┌─ Data extracts

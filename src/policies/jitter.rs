//! # Jitter policy for restart delays.
//!
//! [`JitterPolicy`] adds randomness to backoff delays so that several workers
//! crashing together do not restart in lockstep.
//!
//! - [`JitterPolicy::None`] no randomization, predictable delays (default —
//!   the supervision ladder is specified deterministically)
//! - [`JitterPolicy::Full`] random delay in `[0, delay]`
//! - [`JitterPolicy::Equal`] `delay/2 + random[0, delay/2]`

use std::time::Duration;

use rand::Rng;

/// Policy controlling randomization of restart delays.
#[derive(Clone, Copy, Debug, Default, PartialEq, Eq)]
pub enum JitterPolicy {
    /// Use the exact backoff delay.
    #[default]
    None,

    /// Random delay in `[0, delay]`; most aggressive spreading.
    Full,

    /// `delay/2 + random[0, delay/2]`; preserves ~75% of the delay on
    /// average.
    Equal,
}

impl JitterPolicy {
    /// Applies jitter to the given delay.
    pub fn apply(&self, delay: Duration) -> Duration {
        let ms = (delay.as_millis().min(u128::from(u64::MAX))) as u64;
        if ms == 0 {
            return Duration::ZERO;
        }
        match self {
            JitterPolicy::None => delay,
            JitterPolicy::Full => Duration::from_millis(rand::rng().random_range(0..=ms)),
            JitterPolicy::Equal => {
                let half = ms / 2;
                let jitter = if half == 0 {
                    0
                } else {
                    rand::rng().random_range(0..=half)
                };
                Duration::from_millis(half + jitter)
            }
        }
    }
}
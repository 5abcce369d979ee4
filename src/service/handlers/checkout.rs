//! `checkout.session.completed`: track uploads, playlist campaigns and
//! subscription checkouts.

use chrono::Utc;
use serde_json::json;
use tracing::{info, warn};
use uuid::Uuid;

use super::HandlerOutcome;
use super::notify::{format_amount, notify_user};
use crate::domain::objects::{CheckoutSession, epoch_to_utc};
use crate::domain::{CampaignOrder, CheckoutPurpose, Plan, WebhookEvent};
use crate::error::SyncError;
use crate::persistence::SyncStore;
use crate::persistence::models::{
    CampaignActivation, NotificationKind, SubscriptionRecord, UpsertOutcome,
};

/// Applies a completed checkout session.
///
/// # Errors
///
/// Returns [`SyncError::InvalidMetadata`] / [`SyncError::UnknownPlan`] for
/// unusable metadata and [`SyncError::Persistence`] on store failures.
pub async fn handle_checkout_completed(
    store: &dyn SyncStore,
    event: &WebhookEvent,
) -> Result<HandlerOutcome, SyncError> {
    let session: CheckoutSession = event.object()?;
    let purpose = CheckoutPurpose::from_session(&session)?;

    match purpose {
        CheckoutPurpose::TrackUpload { track_id, user_id } => {
            track_upload(store, &session, track_id, user_id).await
        }
        CheckoutPurpose::PlaylistCampaign(order) => {
            playlist_campaign(store, event, &session, &order).await
        }
        CheckoutPurpose::Subscription { user_id } => subscription(store, &session, user_id).await,
        CheckoutPurpose::Unknown(tag) => {
            info!(session_id = %session.id, checkout_type = %tag, "unhandled checkout type");
            Ok(HandlerOutcome::Skipped(format!("unhandled checkout type `{tag}`")))
        }
    }
}

async fn track_upload(
    store: &dyn SyncStore,
    session: &CheckoutSession,
    track_id: Uuid,
    user_id: Uuid,
) -> Result<HandlerOutcome, SyncError> {
    if !session.is_paid() {
        return Ok(HandlerOutcome::Skipped(
            "track upload session is not paid".to_string(),
        ));
    }

    let changed = store
        .mark_track_paid(track_id, user_id, &session.id, session.payment_intent.as_deref())
        .await?;
    if changed == 0 {
        warn!(%track_id, %user_id, session_id = %session.id, "no track matched paid upload session");
        return Ok(HandlerOutcome::Skipped("no matching track".to_string()));
    }

    info!(%track_id, %user_id, session_id = %session.id, "track upload paid");
    notify_user(
        store,
        user_id,
        "Upload Payment Received",
        "Your track payment was received and the track is queued for distribution.".to_string(),
        NotificationKind::Success,
    )
    .await;
    Ok(HandlerOutcome::Applied)
}

async fn playlist_campaign(
    store: &dyn SyncStore,
    event: &WebhookEvent,
    session: &CheckoutSession,
    order: &CampaignOrder,
) -> Result<HandlerOutcome, SyncError> {
    let plan =
        Plan::lookup(&order.plan_id).ok_or_else(|| SyncError::UnknownPlan(order.plan_id.clone()))?;

    if session.is_unpaid() {
        let changed = store
            .mark_campaign_payment_failed(&session.id, order.user_id)
            .await?;
        info!(
            session_id = %session.id,
            user_id = %order.user_id,
            rows = changed,
            "campaign checkout ended unpaid"
        );
        return Ok(if changed == 0 {
            HandlerOutcome::Skipped("no campaign placeholder to mark as failed".to_string())
        } else {
            HandlerOutcome::Applied
        });
    }

    if !session.is_paid() {
        return Ok(HandlerOutcome::Skipped(format!(
            "campaign payment status `{}`",
            session.payment_status.as_deref().unwrap_or("none")
        )));
    }

    let activation = CampaignActivation {
        stripe_session_id: session.id.clone(),
        user_id: order.user_id,
        release_id: order.release_id,
        plan_type: plan.id.to_string(),
        plan_name: plan.name.to_string(),
        plan_price_cents: plan.price_cents,
        stripe_payment_intent_id: session.payment_intent.clone(),
        paid_at: epoch_to_utc(event.created).unwrap_or_else(Utc::now),
        campaign_metadata: json!({
            "plan_name": plan.name,
            "plan_description": plan.description,
            "amount_total": session.amount_total,
            "currency": session.currency,
            "legacy_checkout": order.legacy,
        }),
    };

    let outcome = store.upsert_campaign(&activation).await?;
    info!(
        session_id = %session.id,
        user_id = %order.user_id,
        plan = plan.id,
        ?outcome,
        "campaign activation applied"
    );

    match outcome {
        UpsertOutcome::Inserted | UpsertOutcome::Updated => {
            let paid = session
                .amount_total
                .map(|amount| {
                    format!(
                        " ({})",
                        format_amount(amount, session.currency.as_deref().unwrap_or("usd"))
                    )
                })
                .unwrap_or_default();
            notify_user(
                store,
                order.user_id,
                "Campaign Activated!",
                format!(
                    "Your {} playlist campaign is now active{paid}. We'll start pitching shortly.",
                    plan.name
                ),
                NotificationKind::Success,
            )
            .await;
            Ok(HandlerOutcome::Applied)
        }
        UpsertOutcome::Unchanged => Ok(HandlerOutcome::Skipped(
            "campaign already active or owned by another user".to_string(),
        )),
    }
}

async fn subscription(
    store: &dyn SyncStore,
    session: &CheckoutSession,
    user_id: Uuid,
) -> Result<HandlerOutcome, SyncError> {
    let subscription_id = session.subscription.clone().ok_or_else(|| {
        SyncError::InvalidMetadata("subscription checkout has no subscription id".to_string())
    })?;

    let record = SubscriptionRecord {
        stripe_subscription_id: subscription_id,
        artist_id: Some(user_id),
        stripe_customer_id: None,
        status: "active".to_string(),
        current_period_end: None,
        canceled_at: None,
    };
    store.upsert_subscription(&record).await?;
    info!(
        %user_id,
        subscription_id = %record.stripe_subscription_id,
        "subscription started from checkout"
    );
    Ok(HandlerOutcome::Applied)
}
use super::handlers::{self, HandlerOutcome};
use crate::domain::{EventKind, WebhookEvent};
use crate::error::SyncError;
use crate::persistence::SyncStore;
use crate::persistence::models::{AuditEvent, AuditStatus};

/// Result of processing one verified delivery.
#[derive(Debug, Clone, PartialEq, Eq, Serialize)]
pub struct ProcessReport {
    /// Provider event id.
    pub event_id: String,
    /// Audit status recorded for the event.
    pub status: AuditStatus,
    /// `true` when the event had already been processed and was skipped.
    pub duplicate: bool,
    /// Reason the handler chose not to act, if it skipped.
    #[serde(skip_serializing_if = "Option::is_none")]
    pub skipped: Option<String>,
}

/// Orchestrates one verified event: audit claim → handler → audit.
///
/// Stateless apart from the store handle; every delivery is processed
/// independently.
#[derive(Debug, Clone)]
pub struct WebhookService {
    store: Arc<dyn SyncStore>,
    fail_on_handler_error: bool,
}

impl WebhookService {
    /// Creates a new `WebhookService`.
    ///
    /// With `fail_on_handler_error` set, a handler failure is returned as
    /// [`SyncError::HandlerFailed`] so the provider redelivers the event.
    #[must_use]
    pub fn new(store: Arc<dyn SyncStore>, fail_on_handler_error: bool) -> Self {
        Self {
            store,
            fail_on_handler_error,
        }
    }

    /// Processes a verified event.
    ///
    /// The audit row is claimed as `processing` before the handler runs, so
    /// concurrent deliveries of one event id dispatch at most once. A
    /// delivery that loses the claim is acknowledged as a duplicate. A
    /// claim is granted again only when the previous attempt `failed` or a
    /// `processing` claim has been abandoned for
    /// [`CLAIM_STALE_AFTER_SECS`](crate::persistence::CLAIM_STALE_AFTER_SECS).
    ///
    /// # Errors
    ///
    /// Returns [`SyncError::Persistence`] when the claim cannot be written,
    /// and [`SyncError::HandlerFailed`] when the handler failed and the
    /// service is configured to surface handler failures.
    pub async fn process(&self, event: &WebhookEvent) -> Result<ProcessReport, SyncError> {
        let claim = AuditEvent {
            event_id: event.id.clone(),
            event_type: event.event_type.clone(),
            account_id: event.account_id(),
            status: AuditStatus::Processing,
            error: None,
            attempts: 1,
            processed_at: Utc::now(),
            payload: event.data.object.clone(),
        };
        if !self.store.claim_event(&claim).await? {
            let status = match self.store.find_audit(&event.id).await {
                Ok(Some(previous)) => previous.status,
                Ok(None) => AuditStatus::Processing,
                Err(e) => {
                    warn!(event_id = %event.id, error = %e, "audit lookup failed");
                    AuditStatus::Processing
                }
            };
            info!(
                event_id = %event.id,
                event_type = %event.event_type,
                status = status.as_str(),
                "duplicate delivery acknowledged without reprocessing"
            );
            return Ok(ProcessReport {
                event_id: event.id.clone(),
                status,
                duplicate: true,
                skipped: None,
            });
        }

        let (status, failure, skipped) = match event.kind() {
            None => {
                info!(event_id = %event.id, event_type = %event.event_type, "unhandled event type");
                (AuditStatus::Ignored, None, None)
            }
            Some(kind) => self.run_handler(kind, event).await,
        };

        let audit = AuditEvent {
            status,
            error: failure.clone(),
            processed_at: Utc::now(),
            ..claim
        };
        if let Err(e) = self.store.record_audit(&audit).await {
            error!(event_id = %event.id, error = %e, "failed to record webhook audit event");
        }

        if let Some(reason) = failure
            && self.fail_on_handler_error
        {
            return Err(SyncError::HandlerFailed {
                event_id: event.id.clone(),
                event_type: event.event_type.clone(),
                reason,
            });
        }

        Ok(ProcessReport {
            event_id: event.id.clone(),
            status,
            duplicate: false,
            skipped,
        })
    }

    /// Runs the handler and classifies its result as
    /// `(audit status, failure message, skip reason)`.
    async fn run_handler(
        &self,
        kind: EventKind,
        event: &WebhookEvent,
    ) -> (AuditStatus, Option<String>, Option<String>) {
        match handlers::dispatch(self.store.as_ref(), kind, event).await {
            Ok(HandlerOutcome::Applied) => {
                info!(event_id = %event.id, event_type = %kind, "event applied");
                (AuditStatus::Processed, None, None)
            }
            Ok(HandlerOutcome::Skipped(reason)) => {
                info!(event_id = %event.id, event_type = %kind, %reason, "event skipped");
                (AuditStatus::Processed, None, Some(reason))
            }
            Err(e) if e.is_data_shape() => {
                warn!(event_id = %event.id, event_type = %kind, error = %e, "event data unusable; skipped");
                (AuditStatus::Processed, None, Some(e.to_string()))
            }
            Err(e) => {
                error!(event_id = %event.id, event_type = %kind, error = %e, "event handler failed");
                (AuditStatus::Failed, Some(e.to_string()), None)
            }
        }
    }
}
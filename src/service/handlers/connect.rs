//! Connected-account events: royalty transfers, account capability
//! changes, payouts and deauthorization.

use tracing::{info, warn};

use super::HandlerOutcome;
use super::billing::artist_from_metadata;
use super::notify::{format_amount, notify_account_owner};
use crate::domain::objects::{Account, Capability, Payout, Transfer};
use crate::domain::{VerificationStatus, WebhookEvent};
use crate::error::SyncError;
use crate::persistence::SyncStore;
use crate::persistence::models::{
    AccountRecord, NotificationKind, PayoutRecord, TransferRecord, TransferStatus,
};

/// Metadata `type` that marks a transfer as a royalty payout.
pub const ROYALTY_PAYOUT_TYPE: &str = "royalty_payout";

/// Records royalty transfers; other transfers are ignored.
///
/// # Errors
///
/// Returns [`SyncError::Persistence`] on store failures.
pub async fn handle_transfer_created(
    store: &dyn SyncStore,
    event: &WebhookEvent,
) -> Result<HandlerOutcome, SyncError> {
    let transfer: Transfer = event.object()?;
    if transfer.metadata.get("type").map(String::as_str) != Some(ROYALTY_PAYOUT_TYPE) {
        return Ok(HandlerOutcome::Skipped(
            "transfer is not a royalty payout".to_string(),
        ));
    }

    let record = TransferRecord {
        stripe_transfer_id: transfer.id.clone(),
        artist_id: artist_from_metadata(&transfer.metadata),
        destination_account: transfer.destination.clone(),
        amount: transfer.amount,
        currency: transfer.currency.clone().unwrap_or_else(|| "usd".to_string()),
        status: TransferStatus::Completed,
    };
    if !store.append_transfer(&record).await? {
        return Ok(HandlerOutcome::Skipped(
            "transfer already recorded".to_string(),
        ));
    }
    info!(
        transfer_id = %transfer.id,
        destination = transfer.destination.as_deref().unwrap_or(""),
        amount = transfer.amount,
        "royalty transfer recorded"
    );
    Ok(HandlerOutcome::Applied)
}

/// Recomputes and stores the verification status of a connected account.
///
/// The "ready" notification is sent once per transition into both charges
/// and payouts enabled; the store hands the notification out atomically.
///
/// # Errors
///
/// Returns [`SyncError::Persistence`] on store failures.
pub async fn handle_account_updated(
    store: &dyn SyncStore,
    event: &WebhookEvent,
) -> Result<HandlerOutcome, SyncError> {
    let account: Account = event.object()?;

    let record = AccountRecord {
        stripe_account_id: account.id.clone(),
        charges_enabled: account.charges_enabled,
        payouts_enabled: account.payouts_enabled,
        details_submitted: account.details_submitted,
        verification_status: VerificationStatus::from_flags(
            account.charges_enabled,
            account.payouts_enabled,
            account.details_submitted,
        ),
    };
    store.upsert_account(&record).await?;
    info!(
        account_id = %account.id,
        status = %record.verification_status,
        charges_enabled = record.charges_enabled,
        payouts_enabled = record.payouts_enabled,
        "account status updated"
    );

    if record.is_ready() && store.claim_ready_notification(&account.id).await? {
        notify_account_owner(
            store,
            &account.id,
            "Account Ready!",
            "Your payment account is verified. You can now receive payments and payouts."
                .to_string(),
            NotificationKind::Success,
        )
        .await;
    }
    Ok(HandlerOutcome::Applied)
}

/// Records a payout as completed.
///
/// # Errors
///
/// Returns [`SyncError::Persistence`] on store failures.
pub async fn handle_payout_paid(
    store: &dyn SyncStore,
    event: &WebhookEvent,
) -> Result<HandlerOutcome, SyncError> {
    payout(store, event, TransferStatus::Completed).await
}

/// Records a payout as failed.
///
/// # Errors
///
/// Returns [`SyncError::Persistence`] on store failures.
pub async fn handle_payout_failed(
    store: &dyn SyncStore,
    event: &WebhookEvent,
) -> Result<HandlerOutcome, SyncError> {
    payout(store, event, TransferStatus::Failed).await
}

async fn payout(
    store: &dyn SyncStore,
    event: &WebhookEvent,
    status: TransferStatus,
) -> Result<HandlerOutcome, SyncError> {
    let payout: Payout = event.object()?;
    let account_id = event.account_id();
    let currency = payout.currency.clone().unwrap_or_else(|| "usd".to_string());
    let failure_reason = match status {
        TransferStatus::Failed => Some(
            payout
                .failure_message
                .clone()
                .unwrap_or_else(|| "Unknown error".to_string()),
        ),
        TransferStatus::Pending | TransferStatus::Completed => None,
    };

    let record = PayoutRecord {
        stripe_payout_id: payout.id.clone(),
        account_id: account_id.clone(),
        amount: payout.amount,
        currency: currency.clone(),
        status,
        failure_reason: failure_reason.clone(),
    };
    let outcome = store.upsert_payout(&record).await?;
    info!(payout_id = %payout.id, status = status.as_str(), ?outcome, "payout recorded");

    let Some(account_id) = account_id else {
        warn!(payout_id = %payout.id, "payout event without account; notification skipped");
        return Ok(HandlerOutcome::Applied);
    };
    let amount = format_amount(payout.amount, &currency);
    let (title, message, kind) = match failure_reason {
        None => (
            "Payout Sent",
            format!("Your payout of {amount} is on its way to your bank account."),
            NotificationKind::Success,
        ),
        Some(reason) => (
            "Payout Failed",
            format!("Your payout of {amount} failed: {reason}"),
            NotificationKind::Error,
        ),
    };
    notify_account_owner(store, &account_id, title, message, kind).await;
    Ok(HandlerOutcome::Applied)
}

/// Tells the account owner that one capability changed state.
///
/// # Errors
///
/// Returns [`SyncError::MalformedEvent`] if the object is not a capability.
pub async fn handle_capability_updated(
    store: &dyn SyncStore,
    event: &WebhookEvent,
) -> Result<HandlerOutcome, SyncError> {
    let capability: Capability = event.object()?;
    let Some(account_id) = capability.account.clone().or_else(|| event.account_id()) else {
        return Ok(HandlerOutcome::Skipped(
            "capability event without account".to_string(),
        ));
    };

    let (state, kind) = if capability.is_active() {
        ("active", NotificationKind::Success)
    } else {
        ("inactive", NotificationKind::Warning)
    };
    let name = capability.id.replace('_', " ");
    let notified = notify_account_owner(
        store,
        &account_id,
        "Capability Updated",
        format!("Your {name} capability is now {state}."),
        kind,
    )
    .await;

    Ok(if notified {
        HandlerOutcome::Applied
    } else {
        HandlerOutcome::Skipped("no profile linked to account".to_string())
    })
}

/// Disconnects the profile that owned a deauthorized account.
///
/// # Errors
///
/// Returns [`SyncError::Persistence`] on store failures.
pub async fn handle_account_deauthorized(
    store: &dyn SyncStore,
    event: &WebhookEvent,
) -> Result<HandlerOutcome, SyncError> {
    let Some(account_id) = event.account_id() else {
        return Ok(HandlerOutcome::Skipped(
            "deauthorization without account".to_string(),
        ));
    };

    let changed = store.disconnect_account(&account_id).await?;
    info!(%account_id, profiles = changed, "connected account disconnected");
    Ok(if changed == 0 {
        HandlerOutcome::Skipped("no profile linked to account".to_string())
    } else {
        HandlerOutcome::Applied
    })
}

└─

#### Task brief:
Beginning with the line above that contains "(AuditStatus, Option<String>, Option<String>)", copy each line exactly up to and including the line that contains "warn!(event_id = %event.id, event_type", and go no further.

#### Task result:
    ) -> (AuditStatus, Option<String>, Option<String>) {
        match handlers::dispatch(self.store.as_ref(), kind, event).await {
            Ok(HandlerOutcome::Applied) => {
                info!(event_id = %event.id, event_type = %kind, "event applied");
                (AuditStatus::Processed, None, None)
            }
            Ok(HandlerOutcome::Skipped(reason)) => {
                info!(event_id = %event.id, event_type = %kind, %reason, "event skipped");
                (AuditStatus::Processed, None, Some(reason))
            }
            Err(e) if e.is_data_shape() => {
                warn!(event_id = %event.id, event_type = %kind, error = %e, "event data unusable; skipped");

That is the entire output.